* _DATA SUPPLIED_:

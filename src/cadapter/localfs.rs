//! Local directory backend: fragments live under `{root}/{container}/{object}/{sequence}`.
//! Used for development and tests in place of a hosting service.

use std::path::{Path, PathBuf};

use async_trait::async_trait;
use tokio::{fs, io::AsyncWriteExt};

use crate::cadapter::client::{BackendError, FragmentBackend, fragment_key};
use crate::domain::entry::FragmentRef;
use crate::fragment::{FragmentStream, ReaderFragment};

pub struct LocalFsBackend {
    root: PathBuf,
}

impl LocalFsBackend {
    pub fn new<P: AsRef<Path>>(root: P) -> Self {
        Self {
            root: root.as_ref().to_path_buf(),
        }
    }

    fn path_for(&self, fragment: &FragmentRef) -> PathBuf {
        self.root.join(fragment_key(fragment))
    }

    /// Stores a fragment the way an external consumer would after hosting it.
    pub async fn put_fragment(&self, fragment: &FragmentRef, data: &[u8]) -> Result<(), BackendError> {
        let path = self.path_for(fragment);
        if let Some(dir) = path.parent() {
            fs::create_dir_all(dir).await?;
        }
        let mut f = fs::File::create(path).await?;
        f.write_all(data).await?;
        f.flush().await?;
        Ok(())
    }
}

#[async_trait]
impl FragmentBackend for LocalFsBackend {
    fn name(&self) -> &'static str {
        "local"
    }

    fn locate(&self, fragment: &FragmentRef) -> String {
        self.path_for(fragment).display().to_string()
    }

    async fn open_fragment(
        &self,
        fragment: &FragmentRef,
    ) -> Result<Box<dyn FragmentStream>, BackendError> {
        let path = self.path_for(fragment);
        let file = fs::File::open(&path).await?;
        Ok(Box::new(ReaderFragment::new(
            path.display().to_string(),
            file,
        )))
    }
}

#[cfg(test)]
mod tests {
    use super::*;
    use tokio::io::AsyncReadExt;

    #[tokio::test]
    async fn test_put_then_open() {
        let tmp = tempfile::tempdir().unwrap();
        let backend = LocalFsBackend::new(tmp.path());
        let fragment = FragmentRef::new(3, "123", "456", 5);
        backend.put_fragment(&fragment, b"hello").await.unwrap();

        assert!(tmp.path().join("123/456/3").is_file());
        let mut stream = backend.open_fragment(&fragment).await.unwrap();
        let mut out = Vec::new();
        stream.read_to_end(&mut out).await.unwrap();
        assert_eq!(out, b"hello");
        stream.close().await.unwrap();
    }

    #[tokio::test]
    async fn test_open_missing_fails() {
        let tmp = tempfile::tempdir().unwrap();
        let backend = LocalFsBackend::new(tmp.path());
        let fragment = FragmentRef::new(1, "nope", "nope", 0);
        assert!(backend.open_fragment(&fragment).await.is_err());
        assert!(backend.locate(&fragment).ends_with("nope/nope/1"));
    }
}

* _PROBLEM_: Retype the records above so that nothing differs from the original.

* _ANSWER BOX_:
filename src/cadapter/localfs.rs
//! Local directory backend: fragments live under `{root}/{container}/{object}/{sequence}`.
//! Used for development and tests in place of a hosting service.

use std::path::{Path, PathBuf};

use async_trait::async_trait;
use tokio::{fs, io::AsyncWriteExt};

use crate::cadapter::client::{BackendError, FragmentBackend, fragment_key};
use crate::domain::entry::FragmentRef;
use crate::fragment::{FragmentStream, ReaderFragment};

pub struct LocalFsBackend {
    root: PathBuf,
}

impl LocalFsBackend {
    pub fn new<P: AsRef<Path>>(root: P) -> Self {
        Self {
            root: root.as_ref().to_path_buf(),
        }
    }

    fn path_for(&self, fragment: &FragmentRef) -> PathBuf {
        self.root.join(fragment_key(fragment))
    }

    /// Stores a fragment the way an external consumer would after hosting it.
    pub async fn put_fragment(&self, fragment: &FragmentRef, data: &[u8]) -> Result<(), BackendError> {
        let path = self.path_for(fragment);
        if let Some(dir) = path.parent() {
            fs::create_dir_all(dir).await?;
        }
        let mut f = fs::File::create(path).await?;
        f.write_all(data).await?;
        f.flush().await?;
        Ok(())
    }
}

#[async_trait]
impl FragmentBackend for LocalFsBackend {
    fn name(&self) -> &'static str {
        "local"
    }

    fn locate(&self, fragment: &FragmentRef) -> String {
        self.path_for(fragment).display().to_string()
    }

    async fn open_fragment(
        &self,
        fragment: &FragmentRef,
    ) -> Result<Box<dyn FragmentStream>, BackendError> {
        let path = self.path_for(fragment);
        let file = fs::File::open(&path).await?;
        Ok(Box::new(ReaderFragment::new(
            path.display().to_string(),
            file,
        )))
    }
}

#[cfg(test)]
mod tests {
    use super::*;
    use tokio::io::AsyncReadExt;

    #[tokio::test]
    async fn test_put_then_open() {
        let tmp = tempfile::tempdir().unwrap();
        let backend = LocalFsBackend::new(tmp.path());
        let fragment = FragmentRef::new(3, "123", "456", 5);
        backend.put_fragment(&fragment, b"hello").await.unwrap();

        assert!(tmp.path().join("123/456/3").is_file());
        let mut stream = backend.open_fragment(&fragment).await.unwrap();
        let mut out = Vec::new();
        stream.read_to_end(&mut out).await.unwrap();
        assert_eq!(out, b"hello");
        stream.close().await.unwrap();
    }

    #[tokio::test]
    async fn test_open_missing_fails() {
        let tmp = tempfile::tempdir().unwrap();
        let backend = LocalFsBackend::new(tmp.path());
        let fragment = FragmentRef::new(1, "nope", "nope", 0);
        assert!(backend.open_fragment(&fragment).await.is_err());
        assert!(backend.locate(&fragment).ends_with("nope/nope/1"));
    }
}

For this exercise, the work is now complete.